The experience felt like working with a brilliant but unpredictable collaborator. Complex, well-defined tasks often succeeded, while simple logical operations sometimes failed repeatedly. The AI could generate sophisticated Ajax interactions but couldn’t figure out how to hide a div. It could create perfect entity relationships, but couldn’t understand how to use them for data insertion.
What struck me most was how the codebase evolved through this back-and-forth process. Each iteration built meaningfully on the previous version, and the AI generally maintained consistency with earlier architectural decisions. When I asked for changes, it usually preserved the existing structure while adding the new functionality cleanly.
Looking Forward
The foundation is solid enough that I’m planning to open source the codebase and possibly offer a hosted version for users who don’t want to deploy it themselves. I still want to migrate from MySQL to either PostgreSQL or Redis, to upgrade the authentication system, and to add features like Slack integration and incident notifications.

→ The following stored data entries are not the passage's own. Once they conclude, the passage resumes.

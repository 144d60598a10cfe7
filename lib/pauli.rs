//! Signed *N*-qubit Pauli operators, as read out of tableau rows.
//!
//! A tableau row stores one bit of X-part and one bit of Z-part per qubit, so
//! each qubit carries one of the four single-qubit Paulis:
//!
//! | *x* | *z* | Pauli |
//! | :-: | :-: | :---: |
//! | 0   | 0   | *I*   |
//! | 1   | 0   | *X*   |
//! | 1   | 1   | *Y*   |
//! | 0   | 1   | *Z*   |
//!
//! Stabilizer generators are Hermitian, so the overall phase of a row is
//! always real and is stored as a single [`Sign`].

use std::{ fmt, str::FromStr };
use crate::error::{ TabResult, TableauError };

/// A single-qubit Pauli operator.
#[derive(Copy, Clone, Debug, PartialEq, Eq, Hash)]
pub enum Pauli {
    /// Identity
    I,
    /// σ<sub>*x*</sub>
    X,
    /// σ<sub>*y*</sub>
    Y,
    /// σ<sub>*z*</sub>
    Z,
}

impl fmt::Display for Pauli {
    fn fmt(&self, f: &mut fmt::Formatter<'_>) -> fmt::Result {
        match *self {
            Self::I => write!(f, "{}", if f.alternate() { "." } else { "I" }),
            _ => write!(f, "{:?}", self),
        }
    }
}

impl Pauli {
    /// Decode from the (X-part, Z-part) bit pair of a tableau entry.
    pub fn from_bits(x: bool, z: bool) -> Self {
        match (x, z) {
            (false, false) => Self::I,
            (true,  false) => Self::X,
            (true,  true ) => Self::Y,
            (false, true ) => Self::Z,
        }
    }

    /// Encode as the (X-part, Z-part) bit pair of a tableau entry.
    pub fn to_bits(self) -> (bool, bool) {
        match self {
            Self::I => (false, false),
            Self::X => (true,  false),
            Self::Y => (true,  true ),
            Self::Z => (false, true ),
        }
    }

    /// Return `true` if `self` and `other` commute.
    pub fn commutes_with(self, other: Self) -> bool {
        match (self, other) {
            (_, Self::I) => true,
            (Self::I, _) => true,
            (a, b) => a == b,
        }
    }

    fn from_char(c: char) -> TabResult<Self> {
        match c {
            'I' | '.' => Ok(Self::I),
            'X' => Ok(Self::X),
            'Y' => Ok(Self::Y),
            'Z' => Ok(Self::Z),
            _ => Err(TableauError::InvalidPauli(c)),
        }
    }
}

/// Overall sign of a Hermitian Pauli operator.
#[derive(Copy, Clone, Debug, Default, PartialEq, Eq, Hash)]
pub enum Sign {
    /// +1
    #[default]
    Plus,
    /// -1
    Minus,
}

impl fmt::Display for Sign {
    fn fmt(&self, f: &mut fmt::Formatter<'_>) -> fmt::Result {
        match *self {
            Self::Plus => write!(f, "+"),
            Self::Minus => write!(f, "-"),
        }
    }
}

impl Sign {
    /// Decode from a tableau phase bit (`true` means negated).
    pub fn from_bit(r: bool) -> Self { if r { Self::Minus } else { Self::Plus } }

    /// Encode as a tableau phase bit.
    pub fn to_bit(self) -> bool { matches!(self, Self::Minus) }

    /// Convert to ±1.
    pub fn to_int(self) -> i8 {
        match self {
            Self::Plus => 1,
            Self::Minus => -1,
        }
    }
}

/// A single *N*-qubit Pauli operator with a sign.
///
/// Displays as the sign followed by one letter per qubit, e.g. `+XZI`; the
/// alternate (`#`) formatter prints identities as `.`.
#[derive(Clone, Debug, PartialEq, Eq, Hash)]
pub struct PauliString {
    pub sign: Sign,
    pub ops: Vec<Pauli>,
}

impl fmt::Display for PauliString {
    fn fmt(&self, f: &mut fmt::Formatter<'_>) -> fmt::Result {
        fmt::Display::fmt(&self.sign, f)?;
        self.ops.iter()
            .try_for_each(|p| fmt::Display::fmt(p, f))
    }
}

impl FromStr for PauliString {
    type Err = TableauError;

    fn from_str(s: &str) -> TabResult<Self> {
        let s = s.trim();
        let (sign, body)
            = match s.chars().next() {
                Some('+') => (Sign::Plus, &s[1..]),
                Some('-') => (Sign::Minus, &s[1..]),
                _ => (Sign::Plus, s),
            };
        let ops: Vec<Pauli>
            = body.chars()
            .filter(|c| !c.is_whitespace())
            .map(Pauli::from_char)
            .collect::<TabResult<_>>()?;
        Ok(Self { sign, ops })
    }
}

impl PauliString {
    /// Create a new Pauli string.
    pub fn new(sign: Sign, ops: Vec<Pauli>) -> Self { Self { sign, ops } }

    /// The identity on `n` qubits.
    pub fn identity(n: usize) -> Self {
        Self { sign: Sign::Plus, ops: vec![Pauli::I; n] }
    }

    /// Number of qubits acted on.
    pub fn len(&self) -> usize { self.ops.len() }

    /// Return `true` if the string acts on no qubits.
    pub fn is_empty(&self) -> bool { self.ops.is_empty() }

    /// Number of non-identity factors.
    pub fn weight(&self) -> usize {
        self.ops.iter().filter(|p| **p != Pauli::I).count()
    }

    /// Return `true` if `self` and `other` commute, i.e. they anticommute on
    /// an even number of qubits. Positions past the end of the shorter string
    /// are treated as identities.
    pub fn commutes_with(&self, other: &Self) -> bool {
        self.ops.iter().zip(&other.ops)
            .filter(|(a, b)| !a.commutes_with(**b))
            .count() % 2 == 0
    }
}

/// The complete stabilizer/destabilizer generator sets of a state.
#[derive(Clone, Debug, PartialEq, Eq)]
pub struct Generators {
    pub stab: Vec<PauliString>,
    pub destab: Vec<PauliString>,
}

impl fmt::Display for Generators {
    fn fmt(&self, f: &mut fmt::Formatter<'_>) -> fmt::Result {
        let n = self.stab.len();
        for (k, (stab, destab)) in
            self.stab.iter().zip(&self.destab).enumerate()
        {
            fmt::Display::fmt(stab, f)?;
            write!(f, " | ")?;
            fmt::Display::fmt(destab, f)?;
            if k + 1 < n { writeln!(f)?; }
        }
        Ok(())
    }
}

But for my first experiment with AI agents, getting a working alternative to expensive SaaS tools in one afternoon feels like a genuine win.
Would I approach future projects this way? Probably, though I suspect each one will teach me new lessons about where AI excels and where it stumbles. The time savings were real, but so was the mental overhead of constant code review and the occasional need to step in and fix things manually.
Working with AI agents turned out to be less about giving up control and more about learning to collaborate with a very capable but quirky partner. The key seems to be understanding when to trust the AI’s output and when to take the reins yourself.